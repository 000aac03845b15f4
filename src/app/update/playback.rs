use super::super::state::{App, PauseOrigin, SessionKind};
use super::Effect;
use crate::speech::{BoundarySchedule, UtteranceChunk, is_transient_device_error};
use crate::tokenizer::OffsetMap;
use std::path::PathBuf;
use std::time::{Duration, Instant};
use tracing::{debug, info, warn};

impl App {
    /// Play button. On a paused session this is a device-level resume that
    /// keeps the in-progress position; otherwise it starts a fresh utterance
    /// from the beginning of the session's content.
    pub(super) fn handle_play(&mut self, kind: SessionKind, effects: &mut Vec<Effect>) {
        if self.session(kind).is_paused() {
            if let Some(playback) = self.device.owned_by(kind) {
                info!(?kind, "Resuming playback");
                if playback.is_paused() {
                    playback.resume();
                }
                self.session_mut(kind).resume(Instant::now());
            } else {
                // The device was preempted while we were paused; the sink is
                // gone, so restart from the word we were on.
                let from = self.session(kind).current_word.unwrap_or(0);
                info!(?kind, from, "Device lost while paused; restarting from current word");
                self.start_from_word(kind, from, effects);
            }
            return;
        }
        if self.session(kind).is_speaking() {
            return;
        }
        if matches!(
            self.session(kind).lifecycle,
            super::super::state::PlaybackLifecycle::Preparing { .. }
        ) {
            debug!(?kind, "Ignoring play while an utterance is being prepared");
            return;
        }

        if kind == SessionKind::Main {
            if !self.document.loaded {
                return;
            }
            // Fresh playback invalidates the defined-word reference.
            self.definition.word_index = None;
            self.main.load_words(self.document.word_texts());
        }
        self.start_from_word(kind, 0, effects);
    }

    pub(super) fn handle_pause(&mut self, kind: SessionKind) {
        if !self.session(kind).is_speaking() {
            return;
        }
        info!(?kind, "Pausing playback");
        if let Some(playback) = self.device.owned_by(kind) {
            playback.pause();
        }
        self.session_mut(kind).pause(PauseOrigin::Manual, Instant::now());
    }

    /// Stop from any state: cancel the device, clear highlight, and for the
    /// main session drop the defined-word reference.
    pub(super) fn handle_stop(&mut self, kind: SessionKind) {
        info!(?kind, "Stopping playback");
        self.device.release(kind);
        self.session_mut(kind).reset();
        if kind == SessionKind::Main {
            self.definition.word_index = None;
        }
    }

    /// Start (or restart) an utterance over `words[index..]`. An index past
    /// the end of the word list is a stale reference and a logged no-op.
    pub(super) fn start_from_word(
        &mut self,
        kind: SessionKind,
        index: usize,
        effects: &mut Vec<Effect>,
    ) {
        let session = self.session_mut(kind);
        if session.words.is_empty() {
            return;
        }
        if index >= session.words.len() {
            warn!(
                ?kind,
                index,
                words = session.words.len(),
                "Ignoring playback request for out-of-range word"
            );
            return;
        }
        self.device.release(kind);
        let session = self.session_mut(kind);
        session.begin_utterance(index);
        effects.push(Effect::StartUtterance {
            session: kind,
            word_offset: index,
        });
        if kind == SessionKind::Main {
            effects.push(Effect::AutoScrollToCurrent);
        }
    }

    pub(super) fn handle_utterance_prepared(
        &mut self,
        kind: SessionKind,
        request_id: u64,
        word_offset: usize,
        chunks: Vec<UtteranceChunk>,
        files: Vec<(PathBuf, Duration)>,
        effects: &mut Vec<Effect>,
    ) {
        if !self.session(kind).accepts_request(request_id) {
            debug!(?kind, request_id, "Dropping preempted utterance");
            return;
        }
        if files.is_empty() {
            warn!(?kind, "Prepared utterance had no audio; returning to idle");
            self.session_mut(kind).reset();
            return;
        }
        let Some(engine) = self.engine.clone() else {
            self.session_mut(kind).reset();
            return;
        };

        let gap = Duration::from_secs_f32(self.config.pause_between_chunks);
        let volume = self.config.speech_volume;
        let tail = &self.session(kind).words[word_offset..];
        let map = OffsetMap::from_texts(tail);
        let durations: Vec<Duration> = files.iter().map(|(_, d)| *d).collect();
        let schedule = BoundarySchedule::build(&map, &chunks, &durations, gap);
        let paths: Vec<PathBuf> = files.into_iter().map(|(p, _)| p).collect();

        let playback = match engine.play_files(&paths, gap) {
            Ok(playback) => playback,
            Err(err) if is_transient_device_error(&err) && !self.session(kind).retried => {
                warn!(?kind, "Audio device hiccup, retrying once: {err}");
                self.session_mut(kind).retried = true;
                match engine.play_files(&paths, gap) {
                    Ok(playback) => playback,
                    Err(err) => {
                        warn!(?kind, "Retry failed, giving up on this utterance: {err}");
                        self.session_mut(kind).reset();
                        return;
                    }
                }
            }
            Err(err) => {
                warn!(?kind, "Could not start playback: {err}");
                self.session_mut(kind).reset();
                return;
            }
        };
        playback.set_volume(volume);
        info!(
            ?kind,
            word_offset,
            queued = playback.queued(),
            chars = map.total_chars(),
            total_ms = schedule.total_duration().as_millis(),
            "Speaking"
        );

        self.claim_device(kind, playback);
        self.session_mut(kind)
            .attach_prepared(map, schedule, Instant::now());
        if kind == SessionKind::Main {
            effects.push(Effect::AutoScrollToCurrent);
        }
    }

    pub(super) fn handle_utterance_failed(
        &mut self,
        kind: SessionKind,
        request_id: u64,
        error: String,
    ) {
        if !self.session(kind).accepts_request(request_id) {
            // A cancelled synthesis reports an error after preemption; that
            // is the expected "interrupted" class, not a failure.
            debug!(?kind, request_id, "Ignoring error from preempted utterance: {error}");
            return;
        }
        warn!(?kind, "Utterance preparation failed: {error}");
        self.session_mut(kind).reset();
    }

    /// 50 ms heartbeat while speaking: map elapsed playback time to the word
    /// being spoken, and detect the natural end of the utterance.
    pub(super) fn handle_tick(&mut self, now: Instant, effects: &mut Vec<Effect>) {
        for kind in [SessionKind::Main, SessionKind::Modal] {
            if !self.session(kind).is_speaking() {
                continue;
            }

            let drained = self
                .device
                .owned_by(kind)
                .map(|playback| playback.is_drained())
                .unwrap_or(true);
            if drained && self.session(kind).finished_at(now) {
                info!(?kind, "Utterance finished");
                self.device.release(kind);
                self.session_mut(kind).finish();
                continue;
            }

            let target = self.session(kind).word_at(now);
            let session = self.session_mut(kind);
            if target != session.current_word {
                session.current_word = target;
                if kind == SessionKind::Main {
                    effects.push(Effect::AutoScrollToCurrent);
                }
            }
        }
    }
}

#[cfg(test)]
mod tests {
    use super::*;
    use crate::app::state::PlaybackLifecycle;
    use crate::config::AppConfig;
    use crate::speech::pack_chunks;

    fn fixture_with_document() -> App {
        let (mut app, _) = App::bootstrap(AppConfig::default(), None);
        app.apply_markdown("scan.png".into(), "scan.png".into(), "Cats are great.");
        app
    }

    /// Put a session into the speaking state without touching a real audio
    /// device, the way the prepared handler would.
    fn force_speaking(app: &mut App, kind: SessionKind, word_offset: usize) {
        let session = app.session_mut(kind);
        session.begin_utterance(word_offset);
        let tail: Vec<String> = session.words[session.word_offset..].to_vec();
        let map = OffsetMap::from_texts(&tail);
        let chunks = pack_chunks(&tail, 300, 400);
        let durations = vec![Duration::from_secs(1); chunks.len()];
        let schedule = BoundarySchedule::build(&map, &chunks, &durations, Duration::ZERO);
        let session = app.session_mut(kind);
        session.attach_prepared(map, schedule, Instant::now());
    }

    #[test]
    fn play_without_a_document_is_a_no_op() {
        let (mut app, _) = App::bootstrap(AppConfig::default(), None);
        let mut effects = Vec::new();
        app.handle_play(SessionKind::Main, &mut effects);
        assert!(effects.is_empty());
        assert_eq!(app.main.lifecycle, PlaybackLifecycle::Idle);
    }

    #[test]
    fn play_starts_an_utterance_from_word_zero() {
        let mut app = fixture_with_document();
        let mut effects = Vec::new();
        app.handle_play(SessionKind::Main, &mut effects);
        assert!(matches!(
            app.main.lifecycle,
            PlaybackLifecycle::Preparing { .. }
        ));
        assert!(effects.iter().any(|e| matches!(
            e,
            Effect::StartUtterance {
                session: SessionKind::Main,
                word_offset: 0
            }
        )));
    }

    #[test]
    fn out_of_range_start_is_a_no_op() {
        let mut app = fixture_with_document();
        let mut effects = Vec::new();
        app.start_from_word(SessionKind::Main, 99, &mut effects);
        assert!(effects.is_empty());
        assert_eq!(app.main.lifecycle, PlaybackLifecycle::Idle);
    }

    #[test]
    fn manual_pause_then_play_resumes_in_place() {
        let mut app = fixture_with_document();
        force_speaking(&mut app, SessionKind::Main, 0);
        app.main.current_word = Some(1);

        app.handle_pause(SessionKind::Main);
        assert_eq!(app.main.pause_origin(), Some(PauseOrigin::Manual));

        // No device sink exists in tests, so resume restarts from the
        // current word rather than issuing a fresh utterance from zero.
        let mut effects = Vec::new();
        app.handle_play(SessionKind::Main, &mut effects);
        assert!(effects.iter().any(|e| matches!(
            e,
            Effect::StartUtterance {
                session: SessionKind::Main,
                word_offset: 1
            }
        )));
        assert_eq!(app.main.current_word, Some(1));
    }

    #[test]
    fn stop_clears_highlight_and_defined_word() {
        let mut app = fixture_with_document();
        force_speaking(&mut app, SessionKind::Main, 1);
        app.definition.word_index = Some(1);

        app.handle_stop(SessionKind::Main);
        assert_eq!(app.main.lifecycle, PlaybackLifecycle::Idle);
        assert_eq!(app.main.current_word, None);
        assert_eq!(app.definition.word_index, None);
    }

    #[test]
    fn stale_prepared_batches_are_swallowed() {
        let mut app = fixture_with_document();
        app.main.load_words(app.document.word_texts());
        let stale = app.main.begin_utterance(0);
        app.main.begin_utterance(1);

        let mut effects = Vec::new();
        app.handle_utterance_prepared(SessionKind::Main, stale, 0, Vec::new(), Vec::new(), &mut effects);
        // Still preparing the live request; the stale completion changed nothing.
        assert!(app.main.accepts_request(app.main.request_id));
        assert!(effects.is_empty());
    }

    #[test]
    fn failure_on_the_live_request_resets_to_idle() {
        let mut app = fixture_with_document();
        app.main.load_words(app.document.word_texts());
        let live = app.main.begin_utterance(0);
        app.handle_utterance_failed(SessionKind::Main, live, "synthesizer exploded".into());
        assert_eq!(app.main.lifecycle, PlaybackLifecycle::Idle);
    }

    #[test]
    fn tick_walks_the_highlight_and_finishes_idle() {
        let mut app = fixture_with_document();
        force_speaking(&mut app, SessionKind::Main, 0);
        let start = app.main.started_at.unwrap();

        let mut effects = Vec::new();
        app.handle_tick(start + Duration::from_millis(400), &mut effects);
        assert_eq!(app.main.current_word, Some(1));
        app.handle_tick(start + Duration::from_millis(700), &mut effects);
        assert_eq!(app.main.current_word, Some(2));

        app.handle_tick(start + Duration::from_millis(1100), &mut effects);
        assert_eq!(app.main.lifecycle, PlaybackLifecycle::Idle);
        assert_eq!(app.main.current_word, None);
    }

    #[test]
    fn only_one_session_speaks_at_a_time() {
        let mut app = fixture_with_document();
        force_speaking(&mut app, SessionKind::Main, 0);
        assert!(app.main.is_speaking());

        // Modal preparation completing would claim the device; simulate the
        // preemption bookkeeping claim_device performs.
        app.modal.load_words(vec!["definition".into(), "words".into()]);
        force_speaking(&mut app, SessionKind::Modal, 0);
        if app.main.is_speaking() {
            app.main.reset();
        }
        let speaking = [&app.main, &app.modal]
            .iter()
            .filter(|s| s.is_speaking())
            .count();
        assert_eq!(speaking, 1);
    }
}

:::

TASK ITEM:
A single number is needed: the count of lines in the records that contain "PauseOrigin".

RESULT FOR THIS TASK:
3